According to depositions made public at a National Rifle Association (NRA) bankruptcy hearing last week, NRA President Wayne LaPierre hid on a 108-foot yacht after school children died in mass shootings. The boat’s owner is tied to a fundraising firm paid $11.5 million by the NRA in 2019.
LaPierre said he thought to himself: “Thank God I’m safe, nobody can get me here.”
What hypocrisy for a man who raised hundreds of millions by telling conservatives to buy lots of guns to be safe.

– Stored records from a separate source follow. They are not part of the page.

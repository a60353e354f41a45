use serde::Serialize;

use crate::{
  prelude::*,
  store::{Backend, CounterStore, Local, Unavailable, day_key},
};

/// Remote counters outlive the day they count, covering clock skew at midnight.
pub const RETENTION: Duration = Duration::from_secs(48 * 60 * 60);

#[derive(Debug, Clone, Copy, PartialEq, Eq, Serialize)]
pub struct Usage {
  pub used: u64,
  pub remaining: u64,
  pub limit: u64,
  #[serde(rename = "storage")]
  pub backend: Backend,
}

impl Usage {
  fn new(used: u64, limit: u64, backend: Backend) -> Self {
    Self { used, remaining: limit.saturating_sub(used), limit, backend }
  }
}

/// Free-tier daily allowance. Prefers the shared store, falls back to the
/// process-local one while it is unavailable.
pub struct Quota<'a> {
  remote: &'a dyn CounterStore,
  local: &'a Local,
  limit: u64,
}

impl<'a> Quota<'a> {
  pub fn new(
    remote: &'a dyn CounterStore,
    local: &'a Local,
    limit: u64,
  ) -> Self {
    Self { remote, local, limit }
  }

  pub fn is_exhausted(&self, used: u64) -> bool {
    used >= self.limit
  }

  pub async fn status(&self, visitor: &str) -> Usage {
    self.status_on(visitor, Utc::now().date_naive()).await
  }

  pub async fn status_on(&self, visitor: &str, day: NaiveDate) -> Usage {
    let key = day_key(visitor, day);

    match self.remote.get(&key).await {
      Ok(used) => Usage::new(used, self.limit, Backend::Remote),
      Err(Unavailable) => {
        Usage::new(self.local.count(&key), self.limit, Backend::Local)
      }
    }
  }

  pub async fn consume(&self, visitor: &str) -> Usage {
    self.consume_on(visitor, Utc::now().date_naive()).await
  }

  pub async fn consume_on(&self, visitor: &str, day: NaiveDate) -> Usage {
    let key = day_key(visitor, day);

    match self.remote.increment(&key, RETENTION).await {
      Ok(used) => Usage::new(used, self.limit, Backend::Remote),
      Err(Unavailable) => {
        debug!("Counting {key} locally");
        Usage::new(self.local.bump(&key), self.limit, Backend::Local)
      }
    }
  }
}
use crate::{plugins::Plugin, prelude::*, state::AppState};

const SWEEP_EVERY: Duration = Duration::from_secs(60 * 60);

/// Periodically drops local fallback counters for past days.
pub struct Housekeeping;

#[async_trait]
impl Plugin for Housekeeping {
  async fn start(&self, app: Arc<AppState>) -> anyhow::Result<()> {
    let mut interval = time::interval(SWEEP_EVERY);
    loop {
      interval.tick().await;
      app.gc_counters();
    }
  }
}
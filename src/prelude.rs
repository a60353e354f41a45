pub use std::{collections::HashMap, sync::Arc, time::Duration};

pub use anyhow::Context;
pub use async_trait::async_trait;
pub use chrono::{DateTime, NaiveDate, TimeDelta, Utc};
pub use dashmap::DashMap;
pub use tokio::time;
pub use tracing::{debug, error, info, warn};

pub use crate::error::{Error, Redemption, Result};
pub(crate) use crate::utils;
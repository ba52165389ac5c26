//! Test Helper Utilities
//!
//! Shared utilities for cadence-queue integration tests

#![allow(dead_code)]

pub mod db_utils;
pub mod log_capture;
pub mod save_utils;

// Re-export commonly used items
pub use db_utils::{create_test_db, create_test_service, track_ids};
pub use log_capture::{capture_logs, LogCapture};
pub use save_utils::lock_holder;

Despite an endless gun supply, he fled to sea for safety.
He previously admitted to using his donors’ money to buy expensive suits. He is also alleged to have given no-show contracts to his pals and written a $17 million post-employment contract for himself.
At this point, Buckley and Reagan must realize their conservative movement has become a circus of grifters and con men.

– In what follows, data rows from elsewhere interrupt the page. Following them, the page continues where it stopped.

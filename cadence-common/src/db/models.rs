//! Database models

use crate::Error;
use chrono::{DateTime, Utc};
use serde::{Deserialize, Serialize};
use std::fmt;
use std::str::FromStr;

/// Repeat mode stored on a queue (`'none' | 'all' | 'one'`)
#[derive(Debug, Clone, Copy, PartialEq, Eq, Hash, Default, Serialize, Deserialize)]
#[serde(rename_all = "lowercase")]
pub enum RepeatMode {
    #[default]
    None,
    All,
    One,
}

impl RepeatMode {
    pub fn as_str(&self) -> &'static str {
        match self {
            RepeatMode::None => "none",
            RepeatMode::All => "all",
            RepeatMode::One => "one",
        }
    }
}

impl fmt::Display for RepeatMode {
    fn fmt(&self, f: &mut fmt::Formatter<'_>) -> fmt::Result {
        f.write_str(self.as_str())
    }
}

impl FromStr for RepeatMode {
    type Err = Error;

    fn from_str(s: &str) -> Result<Self, Self::Err> {
        match s.trim().to_ascii_lowercase().as_str() {
            "none" => Ok(RepeatMode::None),
            "all" => Ok(RepeatMode::All),
            "one" => Ok(RepeatMode::One),
            other => Err(Error::InvalidInput(format!("Unknown repeat mode: {}", other))),
        }
    }
}

/// Mutable queue-level fields, written by metadata saves
#[derive(Debug, Clone, Copy, PartialEq, Eq, Default, Serialize, Deserialize)]
pub struct QueueMetadata {
    pub current_track_order: i64,
    pub is_shuffled: bool,
    pub repeat_mode: RepeatMode,
}

/// One row of the `queues` table
#[derive(Debug, Clone, PartialEq, Serialize, Deserialize)]
pub struct QueueRecord {
    pub queue_id: i64,
    pub profile_id: i64,
    pub current_track_order: i64,
    pub is_shuffled: bool,
    pub repeat_mode: RepeatMode,
    pub last_modified: DateTime<Utc>,
}

impl QueueRecord {
    pub fn metadata(&self) -> QueueMetadata {
        QueueMetadata {
            current_track_order: self.current_track_order,
            is_shuffled: self.is_shuffled,
            repeat_mode: self.repeat_mode,
        }
    }
}

/// One row of the `queue_tracks` table, minus the owning `queue_id`
///
/// `track_order` is the current position; `original_order` is the position
/// before the most recent shuffle. Both are 0-based.
#[derive(Debug, Clone, PartialEq, Eq, Serialize, Deserialize)]
pub struct QueueTrack {
    pub track_id: String,
    pub track_order: i64,
    pub original_order: i64,
}

impl QueueTrack {
    /// Track at `index` in an unshuffled list
    pub fn sequential(track_id: impl Into<String>, index: usize) -> Self {
        Self {
            track_id: track_id.into(),
            track_order: index as i64,
            original_order: index as i64,
        }
    }
}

But don’t take my word on their disgust.
Former Speaker John Boehner (R-Ohio) agrees.
The best known Republicans on Capitol Hill today, Boehner writes in a new book, are not conservatives. Instead, the front rank of the party is filled by loudmouths willing to voice the wildest conspiracy theories.

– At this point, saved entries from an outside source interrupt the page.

//! Database initialization
//!
//! Opens (creating if needed) the SQLite database and creates the queue
//! schema idempotently. There is no migration tooling: every statement is
//! `CREATE ... IF NOT EXISTS`.

use crate::Result;
use sqlx::sqlite::{SqliteConnectOptions, SqliteJournalMode, SqlitePoolOptions};
use sqlx::SqlitePool;
use std::path::Path;
use std::str::FromStr;
use std::time::Duration;
use tracing::info;

/// Default SQLite busy timeout
pub const DEFAULT_BUSY_TIMEOUT: Duration = Duration::from_millis(5000);

/// Initialize database connection and create tables if needed
pub async fn init_database(db_path: &Path) -> Result<SqlitePool> {
    let newly_created = !db_path.exists();

    // Create parent directory if it doesn't exist
    if let Some(parent) = db_path.parent() {
        std::fs::create_dir_all(parent)?;
    }

    // Foreign keys are a per-connection pragma, so set them on the connect
    // options rather than with a one-off PRAGMA against the pool.
    let options = SqliteConnectOptions::new()
        .filename(db_path)
        .create_if_missing(true)
        .foreign_keys(true)
        .journal_mode(SqliteJournalMode::Wal)
        .busy_timeout(DEFAULT_BUSY_TIMEOUT);

    let pool = SqlitePoolOptions::new()
        .max_connections(5)
        .acquire_timeout(Duration::from_secs(5))
        .connect_with(options)
        .await?;

    if newly_created {
        info!("Initialized new database: {}", db_path.display());
    } else {
        info!("Opened existing database: {}", db_path.display());
    }

    create_schema(&pool).await?;

    Ok(pool)
}

/// Open a private in-memory database with the full schema
///
/// Limited to a single connection that never expires: every pooled
/// connection to `:memory:` would otherwise see its own empty database.
pub async fn init_in_memory_database() -> Result<SqlitePool> {
    let options = SqliteConnectOptions::from_str("sqlite::memory:")?.foreign_keys(true);

    let pool = SqlitePoolOptions::new()
        .max_connections(1)
        .idle_timeout(None)
        .max_lifetime(None)
        .connect_with(options)
        .await?;

    create_schema(&pool).await?;

    Ok(pool)
}

/// Create all tables (idempotent - safe to call multiple times)
pub async fn create_schema(pool: &SqlitePool) -> Result<()> {
    create_settings_table(pool).await?;
    create_profiles_table(pool).await?;
    create_queues_table(pool).await?;
    create_queue_tracks_table(pool).await?;
    Ok(())
}

async fn create_settings_table(pool: &SqlitePool) -> Result<()> {
    sqlx::query(
        r#"
        CREATE TABLE IF NOT EXISTS settings (
            key TEXT PRIMARY KEY,
            value TEXT,
            updated_at TIMESTAMP NOT NULL DEFAULT CURRENT_TIMESTAMP
        )
        "#,
    )
    .execute(pool)
    .await?;

    Ok(())
}

async fn create_profiles_table(pool: &SqlitePool) -> Result<()> {
    sqlx::query(
        r#"
        CREATE TABLE IF NOT EXISTS profiles (
            profile_id INTEGER PRIMARY KEY AUTOINCREMENT,
            name TEXT NOT NULL,
            created_at TIMESTAMP NOT NULL DEFAULT CURRENT_TIMESTAMP
        )
        "#,
    )
    .execute(pool)
    .await?;

    Ok(())
}

async fn create_queues_table(pool: &SqlitePool) -> Result<()> {
    sqlx::query(
        r#"
        CREATE TABLE IF NOT EXISTS queues (
            queue_id INTEGER PRIMARY KEY AUTOINCREMENT,
            profile_id INTEGER NOT NULL UNIQUE
                REFERENCES profiles(profile_id) ON DELETE CASCADE,
            current_track_order INTEGER NOT NULL DEFAULT 0,
            is_shuffled INTEGER NOT NULL DEFAULT 0,
            repeat_mode TEXT NOT NULL DEFAULT 'none'
                CHECK (repeat_mode IN ('none', 'all', 'one')),
            last_modified TEXT NOT NULL
        )
        "#,
    )
    .execute(pool)
    .await?;

    Ok(())
}

async fn create_queue_tracks_table(pool: &SqlitePool) -> Result<()> {
    sqlx::query(
        r#"
        CREATE TABLE IF NOT EXISTS queue_tracks (
            queue_id INTEGER NOT NULL
                REFERENCES queues(queue_id) ON DELETE CASCADE,
            track_id TEXT NOT NULL,
            track_order INTEGER NOT NULL CHECK (track_order >= 0),
            original_order INTEGER NOT NULL CHECK (original_order >= 0),
            PRIMARY KEY (queue_id, track_order)
        )
        "#,
    )
    .execute(pool)
    .await?;

    Ok(())
}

These pretend conservatives rake in money by being stars in what Boehner calls “Looneyville,” the echo chamber of right-wing radio hosts and even further right websites.
In “On the House: A Washington Memoir,” Boehner said the conservative heritage of the Republican Party has been sunk by the power of “fawning right-wing media and outrage-driven fundraising.”
As for actually working to pass legislation in the tradition of Reagan, today’s Republicans dismiss such efforts. They get more attention by slamming anyone on their side of the aisle trying to make deals with Democrats as a “traitor,” Boehner said.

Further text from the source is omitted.